В заключение хотелось бы сказать, что если иметь в виду как саму драму «Великий князь Московский», так и историческую реальность, послужившую для нее основой, то, открывая замечательный ряд произведений на тему о царе-освободителе (Димитрии) или самозванце (Лжедмитрии), пьеса Лопе является в то же время перекрестком нескольких взаимообогащающих друг друга сюжетов, мотивов и литературных мифов.

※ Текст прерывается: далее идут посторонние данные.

//! The ordered set of legal snap points and its cache.

use std::hash::{Hash, Hasher};

use rustc_hash::FxHasher;
use tracing::trace;

use crate::range::{Marks, SliderRange};

/// Every legal value of a slider in ascending order.
///
/// The set is the union of the in-range mark positions and the step points
/// `min + i * step` that do not exceed `max`. Step points are rounded to the
/// step's precision so they compare equal to aligned values. The list holds
/// one entry per step point; use [`PointSet`] to walk neighbours without
/// building it.
///
/// ```
/// use range_slider::{Marks, SliderRange, points::slider_points};
///
/// let range = SliderRange::new(0.0, 10.0, 5.0).unwrap();
/// let marks = Marks::new().with(2.5, "quarter").with(5.0, "half");
/// assert_eq!(slider_points(&range, &marks), vec![0.0, 2.5, 5.0, 10.0]);
/// ```
pub fn slider_points(range: &SliderRange, marks: &Marks) -> Vec<f64> {
    let marks: Vec<f64> = marks.positions_within(range).collect();
    PointSet::new(*range, &marks).to_vec()
}

/// Borrowed view of a slider's points that finds neighbours by arithmetic.
///
/// Step points are computed from their index, so no lookup allocates even
/// for ranges with billions of steps.
#[derive(Debug, Clone, Copy, PartialEq)]
pub struct PointSet<'a> {
    range: SliderRange,
    marks: &'a [f64],
}

impl<'a> PointSet<'a> {
    /// Creates the view. `marks` must be ascending and inside `range`.
    pub fn new(range: SliderRange, marks: &'a [f64]) -> Self {
        Self { range, marks }
    }

    /// Smallest point strictly greater than `value`.
    pub fn next_above(&self, value: f64) -> Option<f64> {
        let index = self.marks.partition_point(|point| *point <= value);
        let mark = self.marks.get(index).copied();
        match (mark, self.step_above(value)) {
            (Some(mark), Some(step)) => Some(mark.min(step)),
            (mark, step) => mark.or(step),
        }
    }

    /// Largest point strictly less than `value`.
    pub fn next_below(&self, value: f64) -> Option<f64> {
        let index = self.marks.partition_point(|point| *point < value);
        let mark = index.checked_sub(1).map(|index| self.marks[index]);
        match (mark, self.step_below(value)) {
            (Some(mark), Some(step)) => Some(mark.max(step)),
            (mark, step) => mark.or(step),
        }
    }

    /// Every point in ascending order.
    pub fn to_vec(&self) -> Vec<f64> {
        let mut points = self.marks.to_vec();
        if let Some(last) = self.range.last_step_index() {
            points.extend((0..=last).map(|index| self.range.step_point(index)));
        }
        points.sort_by(f64::total_cmp);
        points.dedup();
        points
    }

    fn step_above(&self, value: f64) -> Option<f64> {
        let last = self.range.last_step_index()?;
        let estimate = ((value - self.range.min()) / self.range.step()).floor();
        // Rounded step points may sit on either side of the estimate.
        let mut index = if estimate > 0.0 {
            (estimate as u64).min(last).saturating_sub(1)
        } else {
            0
        };
        while index <= last {
            let point = self.range.step_point(index);
            if point > value {
                return Some(point);
            }
            index += 1;
        }
        None
    }

    fn step_below(&self, value: f64) -> Option<f64> {
        let last = self.range.last_step_index()?;
        let estimate = ((value - self.range.min()) / self.range.step()).ceil();
        let mut index = if estimate > 0.0 {
            (estimate as u64).saturating_add(1).min(last)
        } else {
            0
        };
        loop {
            let point = self.range.step_point(index);
            if point < value {
                return Some(point);
            }
            index = index.checked_sub(1)?;
        }
    }
}

/// Lazily collected mark positions for [`PointSet`], keyed by mark
/// positions and step.
///
/// The key leaves out `min` and `max`: a change of the interval alone keeps
/// serving the old points until [`PointCache::invalidate`] is called.
#[derive(Debug, Default, Clone)]
pub struct PointCache {
    key: Option<u64>,
    range: SliderRange,
    marks: Vec<f64>,
}

impl PointCache {
    /// Creates an empty cache.
    pub fn new() -> Self {
        Self::default()
    }

    /// Returns the cached point set, refreshing it when the marks or the step
    /// changed since the last call.
    pub fn points(&mut self, range: &SliderRange, marks: &Marks) -> PointSet<'_> {
        let key = cache_key(range, marks);
        if self.key != Some(key) {
            self.range = *range;
            self.marks = marks.positions_within(range).collect();
            self.key = Some(key);
            trace!(marks = self.marks.len(), "refreshed slider points");
        }
        PointSet::new(self.range, &self.marks)
    }

    /// Drops the cached points so the next [`PointCache::points`] call
    /// refreshes them.
    pub fn invalidate(&mut self) {
        self.key = None;
    }
}

fn cache_key(range: &SliderRange, marks: &Marks) -> u64 {
    let mut hasher = FxHasher::default();
    range.step().to_bits().hash(&mut hasher);
    marks.len().hash(&mut hasher);
    for position in marks.positions() {
        position.to_bits().hash(&mut hasher);
    }
    hasher.finish()
}

#[cfg(test)]
mod tests {
    use super::*;

    fn range(min: f64, max: f64, step: f64) -> SliderRange {
        SliderRange::new(min, max, step).unwrap()
    }

    #[test]
    fn test_points_union_sorted_distinct() {
        let marks = Marks::new().with(3.0, "c").with(1.5, "b").with(4.0, "d");
        assert_eq!(
            slider_points(&range(0.0, 4.0, 1.0), &marks),
            vec![0.0, 1.0, 1.5, 2.0, 3.0, 4.0]
        );
    }

    #[test]
    fn test_points_without_step_are_marks() {
        let marks = Marks::new().with(50.0, "b").with(0.0, "a").with(200.0, "out");
        assert_eq!(
            slider_points(&range(0.0, 100.0, 0.0), &marks),
            vec![0.0, 50.0]
        );
    }

    #[test]
    fn test_points_fractional_step() {
        assert_eq!(
            slider_points(&range(0.0, 0.5, 0.1), &Marks::new()),
            vec![0.0, 0.1, 0.2, 0.3, 0.4, 0.5]
        );
    }

    #[test]
    fn test_points_stop_before_max() {
        assert_eq!(
            slider_points(&range(0.0, 11.0, 3.0), &Marks::new()),
            vec![0.0, 3.0, 6.0, 9.0]
        );
    }

    #[test]
    fn test_degenerate_range() {
        assert_eq!(slider_points(&range(5.0, 5.0, 1.0), &Marks::new()), vec![5.0]);
        assert!(slider_points(&range(5.0, 5.0, 0.0), &Marks::new()).is_empty());
    }

    #[test]
    fn test_cache_recomputes_on_step_or_marks_change() {
        let mut cache = PointCache::new();
        let marks = Marks::new();
        assert_eq!(cache.points(&range(0.0, 2.0, 1.0), &marks).to_vec(), [0.0, 1.0, 2.0]);
        assert_eq!(cache.points(&range(0.0, 2.0, 2.0), &marks).to_vec(), [0.0, 2.0]);

        let marks = marks.with(0.5, "half");
        assert_eq!(
            cache.points(&range(0.0, 2.0, 2.0), &marks).to_vec(),
            [0.0, 0.5, 2.0]
        );
    }

    #[test]
    fn test_cache_ignores_interval_until_invalidated() {
        let mut cache = PointCache::new();
        let marks = Marks::new();
        assert_eq!(cache.points(&range(0.0, 2.0, 1.0), &marks).to_vec(), [0.0, 1.0, 2.0]);

        let wider = range(0.0, 4.0, 1.0);
        assert_eq!(cache.points(&wider, &marks).to_vec(), [0.0, 1.0, 2.0]);
        assert_eq!(cache.points(&wider, &marks).next_above(2.0), None);

        cache.invalidate();
        assert_eq!(
            cache.points(&wider, &marks).to_vec(),
            [0.0, 1.0, 2.0, 3.0, 4.0]
        );
    }

    #[test]
    fn test_neighbours_merge_marks_and_steps() {
        let marks = [2.5, 7.0];
        let set = PointSet::new(range(0.0, 10.0, 3.0), &marks);
        assert_eq!(set.next_above(0.0), Some(2.5));
        assert_eq!(set.next_above(2.5), Some(3.0));
        assert_eq!(set.next_above(6.0), Some(7.0));
        assert_eq!(set.next_above(9.0), None);
        assert_eq!(set.next_below(9.0), Some(7.0));
        assert_eq!(set.next_below(3.0), Some(2.5));
        assert_eq!(set.next_below(0.0), None);
        assert_eq!(set.next_above(-5.0), Some(0.0));
        assert_eq!(set.next_below(50.0), Some(9.0));
    }

    #[test]
    fn test_neighbours_without_step() {
        let marks = [0.0, 10.0, 40.0];
        let set = PointSet::new(range(0.0, 100.0, 0.0), &marks);
        assert_eq!(set.next_above(10.0), Some(40.0));
        assert_eq!(set.next_below(10.0), Some(0.0));
        assert_eq!(set.next_above(40.0), None);
    }

    #[test]
    fn test_neighbours_with_fractional_step() {
        let set = PointSet::new(range(0.0, 1.0, 0.1), &[]);
        assert_eq!(set.next_above(0.3), Some(0.4));
        assert_eq!(set.next_below(0.3), Some(0.2));
        assert_eq!(set.next_above(0.9), Some(1.0));
        assert_eq!(set.next_below(0.1), Some(0.0));
    }

    #[test]
    fn test_neighbours_in_huge_range() {
        let set = PointSet::new(range(0.0, 1.0e9, 1.0e-3), &[]);
        assert_eq!(set.next_above(5.0), Some(5.001));
        assert_eq!(set.next_below(5.0), Some(4.999));
        assert_eq!(set.next_below(1.0e9), Some(999_999_999.999));
        assert_eq!(set.next_above(1.0e9), None);
    }
}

Миф о царе-избавителе переплетается с широко известными по фольклору всех народов мотивами легенд о чудом спасшихся младенцах, будущих героях и правителях. Деметрио у Лопе не случайно называет Бориса новым Иродом, а значит, самого себя он воспринимает как спасителя если не всего человечества, то своего народа. Можно и на этот раз только удивляться прозорливости испанского драматурга, угадавшего не только тему сакрализации русским народом своего царя, называемого «Земным Богом», но и широко распространенные представления о его богоизбранности. Не случайно обе эти тенденции подчас совпадали: Кондратий Селиванов, в котором скопцы видели воплощение Христа, почитался одновременно и как император Петр III. Тенденция к сакрализации государя, коль скоро вся она столь отчетливо перекликается с евангельским мотивом, естественным образом стократно усиливалась в случае с легендарной биографией Лжедмитрия, младенца чудом спасшегося, преследуемого и наконец явившегося народу.